C’est aussi le cas pour Gilles Amalvi qui nous explique que :

« Il me faudrait une plateforme technique en fait, et dans ce cas le blog en question ne serait pas juste une manière de mettre du texte mais vraiment en tant que tel de pouvoir croiser, d’avoir plusieurs personnes qui puissent intervenir dessus en même temps, de pouvoir avoir du son, de l’image. Ce n’est pas juste une page pour mettre du texte82. »

Pourquoi cette utilisation intensive de ces nouveaux supports ?

L’écriture est en train d’évoluer et le métier d’écrivain avec. L’auteur doit alors s’adapter mais pas seulement, il doit pouvoir aussi dresser le support car sinon ce dernier se voit disparaître au profit des nouvelles technologies.

« Donc pour vous l’auteur ne doit pas s’adapter au support sur

lequel il écrit ?

Au contraire, il doit le dresser, s’il vient juste s’adapter, finalement, du coup se recroqueviller pour pouvoir rentrer dans le moule, pour ne pas trop brusquer ses lecteurs qui ne peuvent pas lire plus de 140 signes là on marche sur la tête. Par contre qu’il repense, et donc qu’il force son support à accepter son travail à lui…83 »

81 Ibid. d’après l’interview de Martine Sonnet. 82 Annexe II, Entretien auteur n°1 Gilles Amalvi, ibid. 83

La pratique des nouvelles écritures, au travers de nouveaux supports tels que les e-

book, les réseaux sociaux, les blogs et les plateformes de partage font alors muter

l’écriture mais pas seulement…le statut d’écrivain aussi.

III) Evolution de l’écrivain

Cette partie est davantage basée sur le statut de l’écrivain, de sa place dans le monde actuel et surtout de sa situation dans notre société française.

Ce que nous voulons montrer ici est qu’au travers de nos recherches et des différents entretiens réalisés, le métier d’écrivain est dans une situation assez délicate.

L’avènement du numérique semble être à double tranchant pour la profession. Cela peut alors affaiblir ce statut puisque de nombreuses personnes se disent écrivains. Internet est alors la sphère publique qui laisse place à une écriture davantage libérée.

Tout le monde écrit mais pouvons-nous dire que nous sommes tous des écrivains ?

Cependant, il semblerait quand même que l’avènement et la place prégnante d’Internet et de ses nouvelles technologies laissent une chance à l’écrit, une aubaine de rester présente et active dans le milieu culturel d’aujourd’hui.

Cette partie permet de nous interroger aujourd’hui sur l’image d’auteur. Il sera donc question ici d’une partie « conclusion » de notre recherche anthropologique sur les nouvelles formes d’écriture et donc sur le changement du statut de l’écrivain.

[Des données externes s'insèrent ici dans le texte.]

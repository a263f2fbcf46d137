// src/database/migration/column_removal.rs
//! Drops a column from a table by rebuilding it.
//!
//! SQLite can't drop a column that carries constraints, so the table is
//! rebuilt inside one transaction:
//! 1. rename the table to a temporary name
//! 2. create the new table under the original name from a fixed schema
//! 3. copy the retained columns across
//! 4. drop the temporary table and recreate its explicit indexes and triggers
//! 5. verify row count and foreign keys, then commit
//!
//! Foreign key enforcement is switched off and `legacy_alter_table` on for the
//! duration, so the rename doesn't rewrite references held by other tables.
//! Those references keep naming the original table and resolve to the rebuilt
//! one after commit. Both pragmas go back to their previous values afterwards.

use rusqlite::{Connection, Transaction};
use tracing::{error, info, warn};

use super::super::connection::DbConnection;
use super::super::error::{DbError, DbResult};
use super::super::table_info;
use super::runner::{MigrationOutcome, SchemaStep};

/// Static description of a single column drop.
#[derive(Debug, Clone, Copy)]
pub struct ColumnRemoval {
    pub id: &'static str,
    pub description: &'static str,
    pub table: &'static str,
    pub column: &'static str,
    pub temp_table: &'static str,
    /// Full `CREATE TABLE` statement for the table without `column`.
    pub create_sql: &'static str,
    /// Columns copied from the old table, in the new table's order.
    pub retained_columns: &'static [&'static str],
}

impl ColumnRemoval {
    pub fn apply(&self, conn: &mut Connection) -> DbResult<MigrationOutcome> {
        let existing = table_info::column_names(conn, self.table).map_err(|e| {
            DbError::IntrospectionFailed {
                table: self.table.to_string(),
                reason: e.to_string(),
            }
        })?;

        if existing.is_empty() {
            return Err(DbError::IntrospectionFailed {
                table: self.table.to_string(),
                reason: "table does not exist".to_string(),
            });
        }

        if !contains_column(&existing, self.column) {
            info!(
                "Column '{}' is already absent from table '{}'",
                self.column, self.table
            );
            return Ok(MigrationOutcome::AlreadySatisfied);
        }

        let missing: Vec<&str> = self
            .retained_columns
            .iter()
            .copied()
            .filter(|c| !contains_column(&existing, c))
            .collect();
        if !missing.is_empty() {
            return Err(DbError::IntrospectionFailed {
                table: self.table.to_string(),
                reason: format!("expected columns not found: {:?}", missing),
            });
        }

        info!(
            "Removing column '{}' from table '{}' (keeping {:?})",
            self.column, self.table, self.retained_columns
        );

        let foreign_keys = DbConnection::foreign_keys_enabled(conn)?;
        let legacy_alter: i64 = conn.query_row("PRAGMA legacy_alter_table", [], |row| row.get(0))?;
        conn.execute_batch("PRAGMA foreign_keys=OFF; PRAGMA legacy_alter_table=ON;")?;

        let result = self.rebuild(conn);

        // Restore even when the rebuild failed; the rollback already happened.
        let restored = conn.execute_batch(&format!(
            "PRAGMA legacy_alter_table={}; PRAGMA foreign_keys={};",
            legacy_alter,
            if foreign_keys { "ON" } else { "OFF" }
        ));

        match result {
            Ok(rows_copied) => {
                restored?;
                info!(
                    "Column '{}' removed from table '{}' ({} rows preserved)",
                    self.column, self.table, rows_copied
                );
                Ok(MigrationOutcome::Applied { rows_copied })
            }
            Err(e) => {
                error!(
                    "Failed to remove column '{}' from table '{}': {}",
                    self.column, self.table, e
                );
                if let Err(restore_err) = restored {
                    error!("Could not restore connection pragmas: {}", restore_err);
                }
                Err(e)
            }
        }
    }

    /// Runs the rebuild in a transaction. Any early return drops `tx`, which
    /// rolls everything back.
    fn rebuild(&self, conn: &mut Connection) -> DbResult<usize> {
        let tx = conn.transaction().map_err(|e| self.tx_failed(e))?;

        let rows_before = count_rows(&tx, self.table).map_err(|e| self.tx_failed(e))?;
        let violations_before =
            foreign_key_violations(&tx, self.table).map_err(|e| self.tx_failed(e))?;
        // Read before the rename, which rewrites these to the temporary name.
        let dependents = self
            .dependent_objects(&tx)
            .map_err(|e| self.tx_failed(e))?;

        tx.execute(
            &format!(
                "ALTER TABLE \"{}\" RENAME TO \"{}\"",
                self.table, self.temp_table
            ),
            [],
        )
        .map_err(|e| self.tx_failed(e))?;

        tx.execute(self.create_sql, [])
            .map_err(|e| self.tx_failed(e))?;

        let columns_list = self
            .retained_columns
            .iter()
            .map(|c| format!("\"{}\"", c))
            .collect::<Vec<_>>()
            .join(", ");
        let rows_copied = tx
            .execute(
                &format!(
                    "INSERT INTO \"{}\" ({}) SELECT {} FROM \"{}\"",
                    self.table, columns_list, columns_list, self.temp_table
                ),
                [],
            )
            .map_err(|e| self.tx_failed(e))?;
        info!("  Copied {} rows into the rebuilt table", rows_copied);

        tx.execute(&format!("DROP TABLE \"{}\"", self.temp_table), [])
            .map_err(|e| self.tx_failed(e))?;

        for (name, sql) in &dependents {
            tx.execute(sql, []).map_err(|e| self.tx_failed(e))?;
            info!("  Recreated '{}'", name);
        }

        let rows_after = count_rows(&tx, self.table).map_err(|e| self.tx_failed(e))?;
        if rows_after != rows_before {
            return Err(DbError::MigrationFailed(format!(
                "Row count mismatch while rebuilding '{}': before={}, after={}",
                self.table, rows_before, rows_after
            )));
        }

        let violations_after =
            foreign_key_violations(&tx, self.table).map_err(|e| self.tx_failed(e))?;
        if violations_after > violations_before {
            return Err(DbError::MigrationFailed(format!(
                "Rebuilding '{}' introduced {} foreign key violations",
                self.table,
                violations_after - violations_before
            )));
        }

        tx.commit().map_err(|e| self.tx_failed(e))?;
        Ok(rows_copied)
    }

    /// Explicit indexes and triggers on the table, as (name, sql). Objects
    /// that mention the dropped column can't be recreated and are skipped.
    fn dependent_objects(&self, tx: &Transaction<'_>) -> rusqlite::Result<Vec<(String, String)>> {
        let mut stmt = tx.prepare(
            "SELECT name, sql FROM sqlite_master
             WHERE tbl_name = ?1 COLLATE NOCASE AND type IN ('index', 'trigger') AND sql IS NOT NULL
             ORDER BY type, name",
        )?;
        let objects = stmt
            .query_map([self.table], |row| Ok((row.get::<_, String>(0)?, row.get::<_, String>(1)?)))?
            .collect::<Result<Vec<_>, _>>()?;

        let dropped = self.column.to_lowercase();
        Ok(objects
            .into_iter()
            .filter(|(name, sql)| {
                let keep = !sql.to_lowercase().contains(&dropped);
                if !keep {
                    warn!(
                        "  '{}' uses column '{}' and will not be recreated",
                        name, self.column
                    );
                }
                keep
            })
            .collect())
    }

    fn tx_failed(&self, source: rusqlite::Error) -> DbError {
        DbError::TransactionFailed {
            step: self.id.to_string(),
            source,
        }
    }
}

impl SchemaStep for ColumnRemoval {
    fn id(&self) -> &str {
        self.id
    }

    fn description(&self) -> &str {
        self.description
    }

    fn apply(&self, conn: &mut Connection) -> DbResult<MigrationOutcome> {
        ColumnRemoval::apply(self, conn)
    }
}

fn contains_column(columns: &[String], name: &str) -> bool {
    columns.iter().any(|c| c.eq_ignore_ascii_case(name))
}

fn count_rows(tx: &Transaction<'_>, table: &str) -> rusqlite::Result<i64> {
    tx.query_row(&format!("SELECT COUNT(*) FROM \"{}\"", table), [], |row| {
        row.get(0)
    })
}

/// Violations where `table` is either the child or the parent side.
fn foreign_key_violations(tx: &Transaction<'_>, table: &str) -> rusqlite::Result<i64> {
    tx.query_row(
        "SELECT COUNT(*) FROM pragma_foreign_key_check
         WHERE \"table\" = ?1 COLLATE NOCASE OR parent = ?1 COLLATE NOCASE",
        [table],
        |row| row.get(0),
    )
}
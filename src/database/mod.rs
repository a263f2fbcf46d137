// src/database/mod.rs

pub mod connection;
pub mod error;
pub mod migration;
pub mod schema;
pub mod table_info;

#[cfg(test)]
pub mod test_fixtures;

pub use connection::DbConnection;
pub use error::{DbError, DbResult};
pub use migration::{run_migrations, MigrationOutcome, MigrationReport};

use rusqlite::Connection;
use std::path::{Path, PathBuf};
use tracing::info;

/// Database storage configuration
pub struct DbConfig;

impl DbConfig {
    pub const DEFAULT_FILE_NAME: &'static str = "stockroom.db";

    pub fn default_path() -> PathBuf {
        let documents = directories_next::UserDirs::new()
            .and_then(|dirs| dirs.document_dir().map(|p| p.to_path_buf()))
            .unwrap_or_else(|| PathBuf::from("."));
        documents.join("Stockroom").join(Self::DEFAULT_FILE_NAME)
    }
}

/// Opens the database, creates missing base tables and runs every schema
/// step. Any failure is returned before the connection is handed out, so
/// nothing ever queries a half-migrated schema.
pub fn bootstrap(path: &Path) -> DbResult<(Connection, MigrationReport)> {
    info!("Opening database at {}", path.display());
    let mut conn = DbConnection::open(path)?;
    let report = prepare(&mut conn)?;
    Ok((conn, report))
}

/// Base schema followed by migrations, on an already open connection.
pub fn prepare(conn: &mut Connection) -> DbResult<MigrationReport> {
    // Missing tables are created in their current shape; existing legacy
    // tables are left for the steps to rebuild.
    schema::ensure_base_schema(conn)?;
    let report = run_migrations(conn)?;
    info!(
        "Database ready ({} migration steps applied)",
        report.applied_count()
    );
    Ok(report)
}
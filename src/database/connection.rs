// src/database/connection.rs

use super::error::DbResult;
use rusqlite::Connection;
use std::path::Path;
use tracing::{debug, warn};

pub struct DbConnection;

impl DbConnection {
    /// Opens (or creates) the database file and configures the connection.
    /// Always go through this instead of `Connection::open()` so foreign keys
    /// are enforced.
    pub fn open(path: &Path) -> DbResult<Connection> {
        if let Some(parent) = path.parent().filter(|p| !p.as_os_str().is_empty()) {
            std::fs::create_dir_all(parent)?;
        }

        let conn = Connection::open(path)?;

        // PRAGMA settings are per connection, so this runs on every open.
        let journal_mode: String =
            conn.query_row("PRAGMA journal_mode=WAL", [], |row| row.get(0))?;

        if !journal_mode.eq_ignore_ascii_case("wal") {
            warn!(
                "Failed to set WAL mode on database {:?}. Current mode: {}. Another connection may hold the file.",
                path.file_name(),
                journal_mode
            );
        } else {
            debug!("WAL mode activated for database {:?}", path.file_name());
        }

        conn.execute_batch(
            "PRAGMA synchronous=NORMAL;
             PRAGMA foreign_keys=ON;
             PRAGMA busy_timeout=5000;",
        )?;

        Ok(conn)
    }

    /// In-memory database with the same pragmas, minus the journal mode.
    pub fn open_in_memory() -> DbResult<Connection> {
        let conn = Connection::open_in_memory()?;
        conn.execute_batch("PRAGMA foreign_keys=ON;")?;
        Ok(conn)
    }

    pub fn foreign_keys_enabled(conn: &Connection) -> DbResult<bool> {
        let enabled: i64 = conn.query_row("PRAGMA foreign_keys", [], |row| row.get(0))?;
        Ok(enabled == 1)
    }
}

#[cfg(test)]
mod tests {
    use super::*;

    #[test]
    fn test_open_creates_file_with_wal_and_foreign_keys() {
        let dir = tempfile::tempdir().unwrap();
        let path = dir.path().join("nested").join("stock.db");

        let conn = DbConnection::open(&path).unwrap();
        assert!(path.exists());

        let mode: String = conn
            .query_row("PRAGMA journal_mode", [], |row| row.get(0))
            .unwrap();
        assert_eq!(mode.to_lowercase(), "wal");
        assert!(DbConnection::foreign_keys_enabled(&conn).unwrap());
    }

    #[test]
    fn test_in_memory_enforces_foreign_keys() {
        let conn = DbConnection::open_in_memory().unwrap();
        assert!(DbConnection::foreign_keys_enabled(&conn).unwrap());
    }
}
//! Slash command parsing for the chat shell

/// Index type selection argument of `/use`
#[derive(Debug, Clone, PartialEq, Eq)]
pub enum IndexSelection {
    /// Select every available index type
    All,
    /// Select by 1-based display numbers
    Picks(Vec<usize>),
}

/// Argument of `/prompt`
#[derive(Debug, Clone, PartialEq, Eq)]
pub enum PromptArg {
    /// Show the current prompt
    Show,
    /// Deactivate the custom prompt
    Off,
    /// Set and activate a custom prompt
    Set(String),
}

/// A parsed shell command
#[derive(Debug, Clone, PartialEq, Eq)]
pub enum Command {
    Rooms,
    Open(usize),
    New,
    Rename(String),
    Delete(Option<usize>),
    Search(String),
    Indexes,
    Use(IndexSelection),
    Model(Option<String>),
    Prompt(PromptArg),
    Good,
    Bad,
    History,
    Whoami,
    Help,
    Quit,
}

/// Parse one input line starting with `/`; Err carries the usage message
pub fn parse(line: &str) -> Result<Command, String> {
    let mut parts = line.trim().splitn(2, char::is_whitespace);
    let name = parts.next().unwrap_or("");
    let rest = parts.next().unwrap_or("").trim();

    match name {
        "/rooms" => Ok(Command::Rooms),
        "/open" => match rest.parse::<usize>() {
            Ok(n) if n >= 1 => Ok(Command::Open(n)),
            _ => Err("usage: /open <room number>".to_string()),
        },
        "/new" => Ok(Command::New),
        "/rename" => {
            if rest.is_empty() {
                Err("usage: /rename <new name>".to_string())
            } else {
                Ok(Command::Rename(rest.to_string()))
            }
        }
        "/delete" => {
            if rest.is_empty() {
                Ok(Command::Delete(None))
            } else {
                match rest.parse::<usize>() {
                    Ok(n) if n >= 1 => Ok(Command::Delete(Some(n))),
                    _ => Err("usage: /delete [room number]".to_string()),
                }
            }
        }
        "/search" => {
            if rest.is_empty() {
                Err("usage: /search <query>".to_string())
            } else {
                Ok(Command::Search(rest.to_string()))
            }
        }
        "/indexes" => Ok(Command::Indexes),
        "/use" => parse_use(rest),
        "/model" => {
            if rest.is_empty() {
                Ok(Command::Model(None))
            } else {
                Ok(Command::Model(Some(rest.to_string())))
            }
        }
        "/prompt" => {
            if rest.is_empty() {
                Ok(Command::Prompt(PromptArg::Show))
            } else if rest == "off" {
                Ok(Command::Prompt(PromptArg::Off))
            } else {
                Ok(Command::Prompt(PromptArg::Set(rest.to_string())))
            }
        }
        "/good" => Ok(Command::Good),
        "/bad" => Ok(Command::Bad),
        "/history" => Ok(Command::History),
        "/whoami" => Ok(Command::Whoami),
        "/help" => Ok(Command::Help),
        "/quit" | "/exit" => Ok(Command::Quit),
        other => Err(format!(
            "unknown command: {}. Type /help for the command list.",
            other
        )),
    }
}

fn parse_use(rest: &str) -> Result<Command, String> {
    if rest.is_empty() {
        return Err("usage: /use all | /use <numbers...>".to_string());
    }
    if rest.eq_ignore_ascii_case("all") {
        return Ok(Command::Use(IndexSelection::All));
    }
    let mut picks = Vec::new();
    for token in rest.split_whitespace() {
        match token.parse::<usize>() {
            Ok(n) if n >= 1 => picks.push(n),
            _ => return Err(format!("not a valid index number: {}", token)),
        }
    }
    Ok(Command::Use(IndexSelection::Picks(picks)))
}

/// The `/help` listing
pub const HELP: &str = "\
commands:
  /rooms              list chat rooms (newest first)
  /open <n>           switch to room n
  /new                create a room and switch to it
  /rename <name>      rename the current room
  /delete [n]         delete room n (default: current room)
  /search <query>     find rooms by name
  /indexes            list search index types
  /use all|<n...>     choose which index types to search
  /model [name]       show models, or switch to one
  /prompt [text|off]  set, show, or deactivate the custom prompt
  /good, /bad         rate the last answer
  /history            reprint the conversation
  /whoami             show the signed-in user
  /help               this list
  /quit               leave";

C’est donc une partie importante de notre recherche car au fil de nos entretiens, nous avons pu voir que la situation se voulait difficile et que les Nouvelles Technologies de l’Information et de la Communication peuvent y être pour beaucoup.

Ce dernier point ne sera réellement que sur le devenir de l’écrivain mais bien sûr toujours en lien avec le numérique. La profession donne lieu à un statut qui est en mutation et reconsidère la question du « peut-on tous devenir auteur ? »

Les nouvelles technologies ne sont pas forcément que négatives dans le domaine littéraire, en effet on constate qu’elles peuvent aussi être un accélérateur de visibilité, modernisant de ce fait la figure de l’écrivain. L’avènement du numérique pose, cependant, la reconsidération de la situation future du métier.